The world, as a whole, is getting less hungry. Over the past two decades, the levels of undernutrition in developing countries from Sub-Saharan Africa to Southeast Asia have declined. Unfortunately, so has the quality of our diets.

That’s the main takeaway of a study published by The Lancet Global Health on Wednesday that looked at the dietary patterns across 187 countries—comprising about 89 percent of the global population—in 1990 and 2010. Check out the maps below, which break down eating habits by country on a scale of green (the healthiest) to red (the unhealthiest). The first map shows which countries are eating the most healthy foods like whole grains, fruits, vegetables, fish, nuts and seeds, beans and legumes, and milk (see, for example, Chad, the Central African Republic, Mali, and Turkey). The second map shows which countries are eating the most unhealthy foods that are high in fat and salt, as well as sugary drinks, unprocessed red meats and processed meats (see the United States, Russia, Austria, the Czech Republic, and Brazil, among others).

Fumiaki Imamura et al / The Lancet Global Health

The next three maps show changes in dietary patterns from 1990 to 2010, again on a color scale, with green countries making healthy changes and red countries making unhealthy changes. Russia, Mongolia, Laos, and Paraguay are outpacing many other countries with their increase in nutritious foods, as the top map shows, while the second map reveals that Uganda, Vietnam, and Armenia are quickly finding a taste for fatty or sugary treats. And when it comes to overall dietary changes since 2010, shown in the last map, it seems that China, Angola, and Congo aren’t doing very well.

Fumiaki Imamura et al / The Lancet Global Health

A team of researchers made these maps by evaluating hundreds of national surveys about diets. Looking at the big picture, they found that people around the world are, on average, eating more nutritious foods than they did 20 years ago, but they’re also digging into more junk—much more junk. “Consumption of healthier foods and nutrients has modestly increased during the past two decades; however, consumption of unhealthy foods and nutrients has increased to a greater extent,” the researchers explained.

People around the world are, on average, eating more nutritious foods than they did 20 years ago, but they’re also digging into more junk.

On average, older adults are eating better than younger adults, while women are eating better than men.
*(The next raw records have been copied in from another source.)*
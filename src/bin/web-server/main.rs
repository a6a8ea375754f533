use std::sync::Arc;

use actix_cors::Cors;
use actix_web::{web, App, HttpServer};
use anyhow::Context;
use random_dish::{config::Config, rakuten::RakutenClient, selector::DishSelector, state};
use tracing_subscriber::EnvFilter;

mod api;
mod page;

#[tokio::main]
async fn main() -> anyhow::Result<()> {
    dotenvy::dotenv().ok();

    let subscriber = tracing_subscriber::FmtSubscriber::builder()
        .with_env_filter(EnvFilter::try_from_default_env().unwrap_or_else(|_| EnvFilter::new("info")))
        .with_ansi(true)
        .with_file(false)
        .finish();
    tracing::subscriber::set_global_default(subscriber).context("fail to setup logging")?;

    let config = Config::load()?;
    let gateway = RakutenClient::new(config.gateway).context("fail to build rakuten client")?;

    let app_state = Arc::new(state::AppState::new());
    state::spawn_category_load(app_state.clone(), gateway.clone());

    let data = web::Data::new(api::ApiState::new(app_state, DishSelector::new(gateway)));
    let cors_origin = config.cors_origin;

    tracing::info!("listening on {}:{}", config.host, config.port);
    HttpServer::new(move || {
        App::new()
            .wrap(
                Cors::default()
                    .allowed_origin(&cors_origin)
                    .allow_any_method()
                    .allow_any_header(),
            )
            .app_data(data.clone())
            .service(api::index)
            .service(api::generate_dish)
    })
    .bind((config.host.as_str(), config.port))?
    .run()
    .await?;
    Ok(())
}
There are also major differences regionally, depending on countries’ income levels. While people in the United States, Canada and western Europe are among the worst in the world for high consumption of unhealthy food, they’re eating less junk than they used to, which helps explain reductions in blood pressure, blood cholesterol, and cardiovascular mortality in these countries. By comparison, people in many developing countries eat relatively healthy diets, but they’re eating more junk than they did in the past.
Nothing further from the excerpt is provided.